5. In 2002, Russian writer Victor Erofeyev wrote about the effect of vodka on the people: “It seems to punch a hole directly into the subconscious, setting off a range of odd gestures and facial expressions. Some people wring their hands; some grin idiotically or snap their fingers; others sink into sullen silence. But no one, high or low, is left indifferent. More than by any political system, we are all held hostage by vodka.”
6. Peter the Great is rumored to have drank a half a gallon of vodka per day.
7. Every Russian soldier during World War II was given a ration of vodka per day (roughly a shot’s worth — but many saved their rations for special battles).

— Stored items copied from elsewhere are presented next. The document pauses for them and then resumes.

//! Page rasterization
//!
//! lopdf cannot draw pages, so rendering goes through the `Rasterizer` trait.
//! The `pdfium` feature provides an implementation backed by pdfium-render;
//! tests and other callers can plug in their own.

use crate::constants::JPEG_QUALITY;
use crate::options::{RasterFormat, RasterOptions};
use crate::transform::images::flatten_on_white;
use crate::types::*;
use image::codecs::jpeg::JpegEncoder;
use image::{ImageFormat, RgbImage, RgbaImage};
use std::io::Cursor;
use std::path::{Path, PathBuf};

/// How large a rendered page should be
#[derive(Debug, Clone, Copy, PartialEq)]
pub enum RenderSize {
    /// Multiple of the page size in points
    Scale(f32),
    /// Longer side in pixels
    MaxDimension(u32),
}

pub trait Rasterizer: Send + Sync {
    fn page_count(&self, source: &SourceFile) -> Result<usize>;

    /// Render one page (0-based). Transparent areas may be left transparent.
    fn render_page(&self, source: &SourceFile, index: usize, size: RenderSize) -> Result<RgbaImage>;
}

/// Render every page to PNG or JPEG at `options.dpi`, on a white background
pub fn pdf_to_images(
    rasterizer: &dyn Rasterizer,
    source: &SourceFile,
    options: &RasterOptions,
) -> Result<Vec<OutputFile>> {
    options.validate()?;
    let page_count = rasterizer.page_count(source)?;
    let base = source.base_name();

    (0..page_count)
        .map(|index| {
            let page = rasterizer.render_page(source, index, RenderSize::Scale(options.scale()))?;
            let bytes = encode_on_white(&page, options.format)?;
            let name = format!("{}_page_{}.{}", base, index + 1, options.format.extension());
            Ok(OutputFile::new(name, bytes))
        })
        .collect()
}

/// Flatten onto white and encode
pub fn encode_on_white(page: &RgbaImage, format: RasterFormat) -> Result<Vec<u8>> {
    let rgb = RgbImage::from_raw(page.width(), page.height(), flatten_on_white(page))
        .ok_or_else(|| PagesError::Render("Rendered buffer has the wrong size".to_string()))?;

    let mut bytes = Cursor::new(Vec::new());
    match format {
        RasterFormat::Png => rgb.write_to(&mut bytes, ImageFormat::Png)?,
        RasterFormat::Jpg => {
            let encoder = JpegEncoder::new_with_quality(&mut bytes, JPEG_QUALITY);
            rgb.write_with_encoder(encoder)?;
        }
    }
    Ok(bytes.into_inner())
}

/// Directories searched for a bundled pdfium library, most specific first.
///
/// An explicitly configured directory comes before `vendor/pdfium/lib` under
/// the working directory. Directories that do not exist are skipped.
pub fn pdfium_library_dirs(configured: Option<&Path>, working_dir: Option<&Path>) -> Vec<PathBuf> {
    let vendored = working_dir.map(|dir| dir.join("vendor").join("pdfium").join("lib"));
    configured
        .map(Path::to_path_buf)
        .into_iter()
        .chain(vendored)
        .filter(|dir| dir.is_dir())
        .collect()
}

#[cfg(feature = "pdfium")]
pub use pdfium::{PdfiumRasterizer, bind_pdfium};

#[cfg(feature = "pdfium")]
mod pdfium {
    use super::*;
    use pdfium_render::prelude::*;

    /// Bind the first pdfium found in `dirs`, then the system library
    pub fn bind_pdfium(dirs: &[PathBuf]) -> Result<Pdfium> {
        for dir in dirs {
            match Pdfium::bind_to_library(Pdfium::pdfium_platform_library_name_at_path(dir)) {
                Ok(bindings) => return Ok(Pdfium::new(bindings)),
                Err(e) => log::debug!("No usable pdfium in {}: {}", dir.display(), e),
            }
        }

        Pdfium::bind_to_system_library().map(Pdfium::new).map_err(|e| {
            let searched: Vec<String> = dirs.iter().map(|dir| dir.display().to_string()).collect();
            let location = if searched.is_empty() {
                "the system library path".to_string()
            } else {
                format!("{} or the system library path", searched.join(", "))
            };
            PagesError::Render(format!("Pdfium library not found in {}: {}", location, e))
        })
    }

    fn render_error(e: PdfiumError) -> PagesError {
        PagesError::Render(e.to_string())
    }

    /// Binds pdfium on each call; callers run it inside `spawn_blocking`
    #[derive(Debug, Default, Clone)]
    pub struct PdfiumRasterizer {
        library_dir: Option<PathBuf>,
    }

    impl PdfiumRasterizer {
        /// Look for the pdfium library in `dir` before the default locations
        pub fn with_library_dir(dir: impl Into<PathBuf>) -> Self {
            Self {
                library_dir: Some(dir.into()),
            }
        }

        fn bind(&self) -> Result<Pdfium> {
            let working_dir = std::env::current_dir().ok();
            bind_pdfium(&pdfium_library_dirs(self.library_dir.as_deref(), working_dir.as_deref()))
        }
    }

    impl Rasterizer for PdfiumRasterizer {
        fn page_count(&self, source: &SourceFile) -> Result<usize> {
            let pdfium = self.bind()?;
            let document = pdfium
                .load_pdf_from_byte_slice(&source.bytes, None)
                .map_err(render_error)?;
            Ok(document.pages().len() as usize)
        }

        fn render_page(&self, source: &SourceFile, index: usize, size: RenderSize) -> Result<RgbaImage> {
            let pdfium = self.bind()?;
            let document = pdfium
                .load_pdf_from_byte_slice(&source.bytes, None)
                .map_err(render_error)?;
            let page = document.pages().get(index as u16).map_err(render_error)?;

            let scale = match size {
                RenderSize::Scale(scale) => scale,
                RenderSize::MaxDimension(max) => {
                    let longest = page.width().value.max(page.height().value);
                    if longest <= 0.0 { 1.0 } else { max as f32 / longest }
                }
            };
            let config = PdfRenderConfig::new().scale_page_by_factor(scale);

            let bitmap = page.render_with_config(&config).map_err(render_error)?;
            let width = bitmap.width() as u32;
            let height = bitmap.height() as u32;
            RgbaImage::from_raw(width, height, bitmap.as_rgba_bytes().to_vec())
                .ok_or_else(|| PagesError::Render("Bitmap has the wrong size".to_string()))
        }
    }
}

8. Twenty percent of Russians die due to alcohol-related causes, in comparison to 6.2 percent of men globally.
9. In 2012, two elephants were saved by vodka during a blistering freeze in Siberia. The elephants, which belonged to the Polish circus, “started roaring like they were in the jungle! Perhaps, they were happy,” said one official.
10. Russian Scientist Dmitry Mendeleev invented the periodic table of elements. He also invented the standard formula for vodka — 40 percent alcohol by volume.
11. In 1860, vodka was 40 percent of the government’s revenue.
12. In the coldest place in the world, Oymyakon, Russia, where the average winter temperature is -50 degrees Fahrenheit, locals refer to vodka as Russki chai (literally translated as Russian tea). It helps keep them warm.
13. The origin of the word vodka comes from the Russian “voda,” which means water.
14. According to Peter Baker of the Washington Post, “Many Russians ascribe medicinal, almost supernatural, qualities to vodka. Parents soak cotton balls in vodka and dab them on children to bring down a fever or ease an earache. Vodka with pepper is prescribed for an adult’s cold; vodka with salt for an upset stomach. Some nuclear scientists even drank it to protect themselves from radiation.”
15. Russia ranks no. 1 in the world in alcohol spending.